Cameron McNeil, David Burney, and Lida Pigott Burney, writing in PNAS, describe their study of a pollen core, showing that although deforestation had happened previously, the forest actually seemed to be expanding at the relevant point. They, too, suggest that the Maya “were skilled managers of their landscape”. They subscribe to the theory that it was a drought, or a series of droughts, that hit the Maya.
All of which sounds a lot like the romantic concept of the ‘noble savage’, primitive people supposedly living in harmony with their environment, providing another fine lesson for our modern society. Many people find the idea attractive, but the truth seems to be that the apparent harmony is due to a lack of technology: without a gun, it’s harder to hunt things to extinction.
So what’s the evidence? The milpa cycle of clearing forest and letting it regrow has a basis in reality: some of the Maya’s descendants today use such a system. But before the collapse, the Maya had a large, complex society, and it seems plausible that they would have adopted more intensive, high-yielding agriculture. Their key crop, maize, doesn’t require insects from the forest for pollination; neither do domesticated beans.

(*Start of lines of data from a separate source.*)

//! Workflow execution
//!
//! The `WorkflowEngine` runs one workflow instance per `execute` call:
//! - Evaluates each step's condition against shared state
//! - Asks the policy engine before every step that runs and audits the decision
//! - Invokes the resolved agent with a context aliasing the instance's state
//! - Recovers a step's own timeout as a failed step; every other fault ends the run

use std::sync::Arc;
use std::time::{Duration, Instant};

use chrono::Utc;
use flowgate_core::{
    AgentContext, AgentError, AgentResult, AuditEntry, AuditLog, AuditOutcome, PolicyAction,
    PolicyEngine, PolicyEvaluationContext, StateMap, StateMapExt, StepDefinition, StepExecution,
    StepStatus, WorkflowDefinition, WorkflowInstance, WorkflowStatus,
};
use tokio_util::sync::CancellationToken;
use tracing::{debug, error, info, instrument, warn};

use crate::error::EngineError;
use crate::registry::AgentRegistry;

/// How an agent invocation ended, short of a fault
enum Invocation {
    Finished(AgentResult, Duration),
    TimedOut(Duration),
}

/// Executes workflow definitions
///
/// Holds no per-instance state, so one engine can run many instances
/// concurrently.
///
/// # Example
///
/// ```ignore
/// let engine = WorkflowEngine::new(agents, policy_engine, audit_log);
/// let cancel = CancellationToken::new();
/// let instance = engine.execute(&definition, None, &cancel).await;
/// assert!(instance.status.is_terminal());
/// ```
#[derive(Clone)]
pub struct WorkflowEngine {
    agents: Arc<AgentRegistry>,
    policy_engine: Arc<dyn PolicyEngine>,
    audit_log: Arc<dyn AuditLog>,
}

impl WorkflowEngine {
    pub fn new(
        agents: Arc<AgentRegistry>,
        policy_engine: Arc<dyn PolicyEngine>,
        audit_log: Arc<dyn AuditLog>,
    ) -> Self {
        Self {
            agents,
            policy_engine,
            audit_log,
        }
    }

    /// Run `definition` to completion and return the finished instance
    ///
    /// Never fails: faults are reflected in the instance's status and
    /// failure reason.
    #[instrument(skip(self, definition, inputs, cancel), fields(workflow_id = %definition.id))]
    pub async fn execute(
        &self,
        definition: &WorkflowDefinition,
        inputs: Option<StateMap>,
        cancel: &CancellationToken,
    ) -> WorkflowInstance {
        let mut instance = WorkflowInstance::new(&definition.id, inputs.unwrap_or_default());
        instance.status = WorkflowStatus::Running;

        info!(instance_id = %instance.instance_id, "Starting workflow");

        match self.run_steps(definition, &mut instance, cancel).await {
            Ok(()) => {
                if instance.status == WorkflowStatus::Running {
                    instance.status = WorkflowStatus::Completed;
                }
            }
            Err(EngineError::Cancelled) => {
                instance.status = WorkflowStatus::Cancelled;
            }
            Err(e) => {
                error!(
                    instance_id = %instance.instance_id,
                    error = %e,
                    "Workflow failed unexpectedly"
                );
                instance.fail(e.to_string());
            }
        }

        instance.completed_at = Some(Utc::now());
        info!(
            instance_id = %instance.instance_id,
            status = %instance.status,
            "Workflow finished"
        );
        instance
    }

    async fn run_steps(
        &self,
        definition: &WorkflowDefinition,
        instance: &mut WorkflowInstance,
        cancel: &CancellationToken,
    ) -> Result<(), EngineError> {
        for step in &definition.steps {
            if cancel.is_cancelled() {
                return Err(EngineError::Cancelled);
            }

            if !condition_holds(step, &instance.state) {
                debug!(step_id = %step.id, "Condition false, skipping step");
                instance.step_executions.push(StepExecution::skipped(step));
                continue;
            }

            let execution = self.execute_step(definition, step, instance, cancel).await?;
            let failed = execution.status == StepStatus::Failed;
            let error_message = execution.error_message.clone();
            let outputs = execution.outputs.clone();
            instance.step_executions.push(execution);

            if failed {
                if let Some(target) = &step.on_failure_step_id {
                    warn!(
                        step_id = %step.id,
                        on_failure = %target,
                        "Step failed, routing to on-failure step"
                    );
                    continue;
                }
                instance.fail(error_message.unwrap_or_else(|| generic_failure(step)));
                break;
            }

            instance.state.merge_from(&outputs);
        }
        Ok(())
    }

    #[instrument(
        skip(self, definition, step, instance, cancel),
        fields(instance_id = %instance.instance_id, step_id = %step.id, agent_id = %step.agent_id)
    )]
    async fn execute_step(
        &self,
        definition: &WorkflowDefinition,
        step: &StepDefinition,
        instance: &mut WorkflowInstance,
        cancel: &CancellationToken,
    ) -> Result<StepExecution, EngineError> {
        let mut execution = StepExecution::start(step);
        info!("Executing step");

        let policy_context = PolicyEvaluationContext {
            agent_id: step.agent_id.clone(),
            workflow_instance_id: instance.instance_id.clone(),
            step_id: step.id.clone(),
            action: step.name.clone(),
            department: definition.department.clone(),
            parameters: instance.state.clone(),
        };
        let decision = self.policy_engine.evaluate(&policy_context).await?;

        self.audit_log
            .record(
                AuditEntry::new(
                    &instance.instance_id,
                    &step.id,
                    &step.agent_id,
                    &step.name,
                    outcome_for(decision.action),
                )
                .with_department(&definition.department)
                .with_policy(&decision.policy_id)
                .with_justification(&decision.reason),
            )
            .await?;

        if decision.action == PolicyAction::Deny {
            info!(policy_id = %decision.policy_id, "Step denied by policy");
            execution.fail(
                EngineError::PolicyDenied {
                    policy_id: decision.policy_id,
                    reason: decision.reason,
                }
                .to_string(),
            );
            execution.finish();
            return Ok(execution);
        }

        if decision.action == PolicyAction::RequireApproval || step.requires_approval {
            info!(policy_id = %decision.policy_id, "Step requires human approval");
            execution.status = StepStatus::AwaitingApproval;
            execution.finish();
            return Ok(execution);
        }

        let agent = self
            .agents
            .resolve(&step.agent_id)
            .map_err(EngineError::AgentUnregistered)?;

        let inputs = resolve_inputs(step, &instance.state);
        let instance_id = instance.instance_id.clone();
        let step_cancel = cancel.child_token();

        execution.status = StepStatus::Running;
        let invocation = {
            let mut ctx = AgentContext::new(
                instance_id.as_str(),
                step.id.as_str(),
                inputs,
                &mut instance.state,
                step_cancel.clone(),
            );
            let started = Instant::now();
            let call = agent.execute(&mut ctx);
            let deadline = async {
                match step.timeout {
                    Some(limit) => tokio::time::sleep(limit).await,
                    None => std::future::pending::<()>().await,
                }
            };

            tokio::select! {
                biased;
                _ = cancel.cancelled() => Err(EngineError::Cancelled),
                result = call => match result {
                    Ok(result) => Ok(Invocation::Finished(result, started.elapsed())),
                    Err(e) => Err(classify_fault(e, step, cancel, &step_cancel)),
                },
                _ = deadline => {
                    step_cancel.cancel();
                    Ok(Invocation::TimedOut(step.timeout.unwrap_or_default()))
                }
            }
        };

        match invocation? {
            Invocation::Finished(result, elapsed) => {
                execution.status = if result.succeeded {
                    StepStatus::Completed
                } else {
                    StepStatus::Failed
                };
                execution.error_message = match result.error {
                    Some(message) if !message.is_empty() => Some(message),
                    _ if !result.succeeded => Some(generic_failure(step)),
                    _ => None,
                };
                execution.outputs.merge_from(&result.outputs);
                execution.impact = result.impact;

                self.audit_log
                    .record(
                        AuditEntry::new(
                            &instance_id,
                            &step.id,
                            &step.agent_id,
                            format!("{}:completed", step.name),
                            if result.succeeded {
                                AuditOutcome::Allowed
                            } else {
                                AuditOutcome::Denied
                            },
                        )
                        .with_department(&definition.department)
                        .with_detail("duration_ms", elapsed.as_millis() as u64)
                        .with_detail("succeeded", result.succeeded),
                    )
                    .await?;
            }
            Invocation::TimedOut(limit) => {
                warn!(timeout = ?limit, "Step timed out");
                execution.fail(EngineError::StepTimedOut(limit).to_string());
            }
        }

        execution.finish();
        Ok(execution)
    }
}

impl std::fmt::Debug for WorkflowEngine {
    fn fmt(&self, f: &mut std::fmt::Formatter<'_>) -> std::fmt::Result {
        f.debug_struct("WorkflowEngine")
            .field("agents", &self.agents)
            .finish_non_exhaustive()
    }
}

/// Whether a step's condition allows it to run
fn condition_holds(step: &StepDefinition, state: &StateMap) -> bool {
    match step.condition.as_deref() {
        None | Some("") => true,
        Some(key) => state.is_truthy(key),
    }
}

/// Failure message for an agent that failed without saying why
fn generic_failure(step: &StepDefinition) -> String {
    format!("Step {} failed", step.id)
}

/// Copy mapped shared-state values into agent inputs, omitting absent sources
fn resolve_inputs(step: &StepDefinition, state: &StateMap) -> StateMap {
    step.input_mappings
        .iter()
        .filter_map(|(dest, source)| state.get(source).map(|v| (dest.clone(), v.clone())))
        .collect()
}

fn outcome_for(action: PolicyAction) -> AuditOutcome {
    match action {
        PolicyAction::Allow => AuditOutcome::Allowed,
        PolicyAction::Deny => AuditOutcome::Denied,
        PolicyAction::RequireApproval => AuditOutcome::EscalatedToHuman,
        PolicyAction::Audit | PolicyAction::Alert => AuditOutcome::AuditOnly,
    }
}

/// Map an agent-raised error onto the engine taxonomy
///
/// An agent that stops because it saw cancellation is reported as a run
/// cancellation when the caller cancelled, and as a step timeout when only
/// the step's own scope was cancelled.
fn classify_fault(
    error: AgentError,
    step: &StepDefinition,
    cancel: &CancellationToken,
    step_cancel: &CancellationToken,
) -> EngineError {
    match error {
        AgentError::Cancelled if cancel.is_cancelled() => EngineError::Cancelled,
        AgentError::Cancelled if step_cancel.is_cancelled() => {
            EngineError::StepTimedOut(step.timeout.unwrap_or_default())
        }
        source => EngineError::AgentFault {
            agent_id: step.agent_id.clone(),
            source,
        },
    }
}

#[cfg(test)]
mod tests {
    use super::*;
    use serde_json::json;

    #[test]
    fn test_condition_holds() {
        let mut state = StateMap::new();
        state.insert("flag".into(), json!(true));
        state.insert("off".into(), json!(false));
        state.insert("blank".into(), json!(""));

        let step = |cond: Option<&str>| {
            let s = StepDefinition::new("s", "a", "S");
            match cond {
                Some(c) => s.with_condition(c),
                None => s,
            }
        };

        assert!(condition_holds(&step(None), &state));
        assert!(condition_holds(&step(Some("")), &state));
        assert!(condition_holds(&step(Some("flag")), &state));
        assert!(!condition_holds(&step(Some("off")), &state));
        assert!(!condition_holds(&step(Some("blank")), &state));
        assert!(!condition_holds(&step(Some("missing")), &state));
    }

    #[test]
    fn test_resolve_inputs_omits_absent_sources() {
        let mut state = StateMap::new();
        state.insert("Amount".into(), json!(1200));

        let step = StepDefinition::new("s", "a", "S")
            .with_input("DealValue", "Amount")
            .with_input("Customer", "CustomerName");

        let inputs = resolve_inputs(&step, &state);
        assert_eq!(inputs.len(), 1);
        assert_eq!(inputs["DealValue"], json!(1200));
    }

    #[test]
    fn test_outcome_mapping() {
        assert_eq!(outcome_for(PolicyAction::Allow), AuditOutcome::Allowed);
        assert_eq!(outcome_for(PolicyAction::Deny), AuditOutcome::Denied);
        assert_eq!(
            outcome_for(PolicyAction::RequireApproval),
            AuditOutcome::EscalatedToHuman
        );
        assert_eq!(outcome_for(PolicyAction::Audit), AuditOutcome::AuditOnly);
        assert_eq!(outcome_for(PolicyAction::Alert), AuditOutcome::AuditOnly);
    }

    #[test]
    fn test_classify_fault() {
        let step = StepDefinition::new("s", "a", "S").with_timeout(Duration::from_secs(5));
        let cancel = CancellationToken::new();
        let step_cancel = cancel.child_token();

        let fault = classify_fault(AgentError::fault("boom"), &step, &cancel, &step_cancel);
        assert!(matches!(fault, EngineError::AgentFault { .. }));

        step_cancel.cancel();
        let timed_out = classify_fault(AgentError::Cancelled, &step, &cancel, &step_cancel);
        assert!(matches!(timed_out, EngineError::StepTimedOut(d) if d == Duration::from_secs(5)));

        cancel.cancel();
        let cancelled = classify_fault(AgentError::Cancelled, &step, &cancel, &step_cancel);
        assert!(matches!(cancelled, EngineError::Cancelled));
    }
}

The pollen study is based around one single core from Petapilla pond. That’s not encouraging: a shift in the pollen record could mean that land use in the region changed, or that a couple of trees grew up or were cut down beside the lake, or that the wind patterns had changed. It would be more convincing with a handful of cores from different places. Nonethless, there is a clear increase in tree & shrub pollen relative to herb pollen at the relevant time, although it’s due to less herb pollen, not more tree pollen.
As a non-specialist, I know I’m in danger of trying to comment on something I don’t really know about, so I shan’t give a firm conclusion. Suffice it to say that I don’t think the evidence for the Maya preserving the forest is quite the knockout blow that it might seem.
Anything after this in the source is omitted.